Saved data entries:
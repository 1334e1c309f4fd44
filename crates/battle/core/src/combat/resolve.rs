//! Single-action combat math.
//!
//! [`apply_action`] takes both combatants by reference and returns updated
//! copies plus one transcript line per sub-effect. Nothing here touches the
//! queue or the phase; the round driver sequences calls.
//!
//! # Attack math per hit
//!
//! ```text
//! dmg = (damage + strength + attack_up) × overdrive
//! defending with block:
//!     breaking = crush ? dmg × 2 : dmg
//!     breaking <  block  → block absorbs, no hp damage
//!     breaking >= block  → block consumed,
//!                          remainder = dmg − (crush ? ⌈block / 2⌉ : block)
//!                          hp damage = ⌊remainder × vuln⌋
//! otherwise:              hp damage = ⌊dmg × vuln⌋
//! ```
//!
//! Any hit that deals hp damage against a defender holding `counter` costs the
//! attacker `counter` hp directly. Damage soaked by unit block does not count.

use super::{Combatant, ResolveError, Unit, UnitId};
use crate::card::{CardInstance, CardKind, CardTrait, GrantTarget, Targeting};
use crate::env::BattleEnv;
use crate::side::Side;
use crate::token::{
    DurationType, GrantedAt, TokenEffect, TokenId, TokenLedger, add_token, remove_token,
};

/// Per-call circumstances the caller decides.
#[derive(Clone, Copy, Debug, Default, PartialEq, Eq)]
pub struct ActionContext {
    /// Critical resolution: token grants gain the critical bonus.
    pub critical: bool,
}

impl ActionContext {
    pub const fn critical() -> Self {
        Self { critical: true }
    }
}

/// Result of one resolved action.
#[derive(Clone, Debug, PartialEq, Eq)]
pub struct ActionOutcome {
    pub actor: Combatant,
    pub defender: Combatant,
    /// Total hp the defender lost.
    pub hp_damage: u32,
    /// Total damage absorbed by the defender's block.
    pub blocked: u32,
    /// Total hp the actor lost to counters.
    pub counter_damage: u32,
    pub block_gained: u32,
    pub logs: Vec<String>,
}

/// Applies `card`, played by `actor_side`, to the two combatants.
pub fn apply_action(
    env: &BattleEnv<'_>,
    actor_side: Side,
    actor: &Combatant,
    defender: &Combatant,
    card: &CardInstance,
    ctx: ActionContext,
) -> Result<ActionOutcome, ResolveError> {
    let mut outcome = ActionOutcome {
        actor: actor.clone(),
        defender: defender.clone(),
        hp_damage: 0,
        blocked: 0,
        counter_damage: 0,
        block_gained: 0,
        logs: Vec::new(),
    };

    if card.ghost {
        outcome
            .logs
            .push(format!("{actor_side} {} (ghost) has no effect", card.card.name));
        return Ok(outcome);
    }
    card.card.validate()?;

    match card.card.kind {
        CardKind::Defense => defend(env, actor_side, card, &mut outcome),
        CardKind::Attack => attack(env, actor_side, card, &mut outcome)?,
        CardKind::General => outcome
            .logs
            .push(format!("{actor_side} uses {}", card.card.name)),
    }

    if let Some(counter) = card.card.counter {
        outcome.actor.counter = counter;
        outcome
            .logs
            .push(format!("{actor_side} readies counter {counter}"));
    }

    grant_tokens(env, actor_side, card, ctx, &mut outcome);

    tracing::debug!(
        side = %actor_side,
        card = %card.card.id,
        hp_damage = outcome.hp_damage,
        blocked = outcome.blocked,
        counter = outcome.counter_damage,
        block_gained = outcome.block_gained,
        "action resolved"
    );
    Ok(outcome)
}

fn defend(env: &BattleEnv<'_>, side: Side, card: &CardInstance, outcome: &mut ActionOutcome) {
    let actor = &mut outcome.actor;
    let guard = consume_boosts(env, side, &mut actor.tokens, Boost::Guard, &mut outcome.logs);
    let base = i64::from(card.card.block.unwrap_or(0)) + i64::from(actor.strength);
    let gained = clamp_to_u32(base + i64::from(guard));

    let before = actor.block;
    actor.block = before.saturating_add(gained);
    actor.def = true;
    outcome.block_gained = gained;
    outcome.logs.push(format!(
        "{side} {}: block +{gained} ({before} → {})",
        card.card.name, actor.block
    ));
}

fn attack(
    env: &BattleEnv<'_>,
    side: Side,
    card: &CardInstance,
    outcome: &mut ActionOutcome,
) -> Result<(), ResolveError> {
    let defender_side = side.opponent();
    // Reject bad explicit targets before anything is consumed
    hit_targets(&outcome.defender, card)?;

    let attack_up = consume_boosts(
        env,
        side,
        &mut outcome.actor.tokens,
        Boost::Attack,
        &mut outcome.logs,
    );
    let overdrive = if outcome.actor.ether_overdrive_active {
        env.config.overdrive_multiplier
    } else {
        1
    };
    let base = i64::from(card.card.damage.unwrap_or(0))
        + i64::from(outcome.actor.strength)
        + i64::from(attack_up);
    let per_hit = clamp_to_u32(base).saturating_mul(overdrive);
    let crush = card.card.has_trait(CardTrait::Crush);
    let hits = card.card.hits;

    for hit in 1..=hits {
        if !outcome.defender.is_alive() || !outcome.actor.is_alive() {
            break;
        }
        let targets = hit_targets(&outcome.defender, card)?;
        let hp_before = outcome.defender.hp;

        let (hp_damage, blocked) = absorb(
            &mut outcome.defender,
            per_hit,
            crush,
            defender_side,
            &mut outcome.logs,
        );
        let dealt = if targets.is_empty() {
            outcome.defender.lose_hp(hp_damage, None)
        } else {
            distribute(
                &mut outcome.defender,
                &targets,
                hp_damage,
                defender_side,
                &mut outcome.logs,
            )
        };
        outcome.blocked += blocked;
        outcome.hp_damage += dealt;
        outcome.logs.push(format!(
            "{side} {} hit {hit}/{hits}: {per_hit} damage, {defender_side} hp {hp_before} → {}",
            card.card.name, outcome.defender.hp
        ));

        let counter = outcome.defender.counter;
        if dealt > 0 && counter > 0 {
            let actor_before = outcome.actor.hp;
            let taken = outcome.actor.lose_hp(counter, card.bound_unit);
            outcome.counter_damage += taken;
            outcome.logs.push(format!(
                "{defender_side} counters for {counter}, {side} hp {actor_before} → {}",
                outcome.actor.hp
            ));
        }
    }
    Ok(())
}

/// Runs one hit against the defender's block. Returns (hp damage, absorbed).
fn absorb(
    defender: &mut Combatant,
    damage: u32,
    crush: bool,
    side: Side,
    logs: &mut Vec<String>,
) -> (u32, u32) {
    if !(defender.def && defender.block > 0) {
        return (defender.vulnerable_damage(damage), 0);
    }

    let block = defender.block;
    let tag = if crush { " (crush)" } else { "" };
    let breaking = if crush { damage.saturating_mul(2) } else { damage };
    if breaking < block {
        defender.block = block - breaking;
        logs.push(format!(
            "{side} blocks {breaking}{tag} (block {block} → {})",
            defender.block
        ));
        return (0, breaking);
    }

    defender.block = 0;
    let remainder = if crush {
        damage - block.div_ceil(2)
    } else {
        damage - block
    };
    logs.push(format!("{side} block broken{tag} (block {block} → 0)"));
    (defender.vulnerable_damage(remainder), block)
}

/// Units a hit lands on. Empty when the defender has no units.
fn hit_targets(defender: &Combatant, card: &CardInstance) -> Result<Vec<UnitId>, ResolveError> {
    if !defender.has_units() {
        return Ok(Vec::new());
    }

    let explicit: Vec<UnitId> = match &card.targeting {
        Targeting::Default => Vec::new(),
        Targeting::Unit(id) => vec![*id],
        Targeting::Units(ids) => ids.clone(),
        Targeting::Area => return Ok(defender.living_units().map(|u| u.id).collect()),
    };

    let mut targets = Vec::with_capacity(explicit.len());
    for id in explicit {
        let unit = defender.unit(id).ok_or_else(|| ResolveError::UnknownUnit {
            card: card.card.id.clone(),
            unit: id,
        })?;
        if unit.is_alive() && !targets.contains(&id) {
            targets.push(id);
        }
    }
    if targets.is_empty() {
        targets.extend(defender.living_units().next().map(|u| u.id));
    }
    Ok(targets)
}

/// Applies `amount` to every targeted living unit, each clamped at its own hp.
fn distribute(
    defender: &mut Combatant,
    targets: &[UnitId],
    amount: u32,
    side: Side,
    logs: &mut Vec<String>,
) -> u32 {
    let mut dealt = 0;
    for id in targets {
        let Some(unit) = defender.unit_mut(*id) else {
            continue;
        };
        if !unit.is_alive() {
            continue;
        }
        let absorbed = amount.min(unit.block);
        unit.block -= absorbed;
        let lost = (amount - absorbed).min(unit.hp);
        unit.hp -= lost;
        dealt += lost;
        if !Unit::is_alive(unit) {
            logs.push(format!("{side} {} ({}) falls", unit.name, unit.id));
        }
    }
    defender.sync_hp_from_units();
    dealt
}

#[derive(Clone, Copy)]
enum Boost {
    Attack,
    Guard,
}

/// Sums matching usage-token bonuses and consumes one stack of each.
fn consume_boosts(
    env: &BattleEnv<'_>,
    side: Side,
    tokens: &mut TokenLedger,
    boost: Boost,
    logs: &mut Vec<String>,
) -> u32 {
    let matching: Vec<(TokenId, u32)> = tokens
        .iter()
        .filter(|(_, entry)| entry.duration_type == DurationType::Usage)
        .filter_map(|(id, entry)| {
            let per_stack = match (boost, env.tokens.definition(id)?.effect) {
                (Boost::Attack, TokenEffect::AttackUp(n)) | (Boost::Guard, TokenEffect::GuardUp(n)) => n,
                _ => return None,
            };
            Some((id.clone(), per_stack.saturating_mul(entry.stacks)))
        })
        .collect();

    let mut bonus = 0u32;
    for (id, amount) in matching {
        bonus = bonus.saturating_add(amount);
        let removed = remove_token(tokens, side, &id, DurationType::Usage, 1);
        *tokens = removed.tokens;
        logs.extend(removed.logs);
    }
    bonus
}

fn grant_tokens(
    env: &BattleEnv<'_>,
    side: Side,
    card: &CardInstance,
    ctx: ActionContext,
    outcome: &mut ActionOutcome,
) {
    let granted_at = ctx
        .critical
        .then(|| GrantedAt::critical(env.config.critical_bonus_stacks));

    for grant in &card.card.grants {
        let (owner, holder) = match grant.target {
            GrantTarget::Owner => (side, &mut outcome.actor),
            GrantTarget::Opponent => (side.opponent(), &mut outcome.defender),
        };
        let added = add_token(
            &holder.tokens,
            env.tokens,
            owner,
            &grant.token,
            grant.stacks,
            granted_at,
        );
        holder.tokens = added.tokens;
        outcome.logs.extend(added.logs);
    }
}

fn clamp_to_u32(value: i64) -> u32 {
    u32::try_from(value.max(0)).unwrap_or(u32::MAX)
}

WHAT YOU WILL DO: Among the lines above, find those with the word "Self". Copy them.

TASK SOLUTION:
    pub const fn critical() -> Self {
        Self { critical: true }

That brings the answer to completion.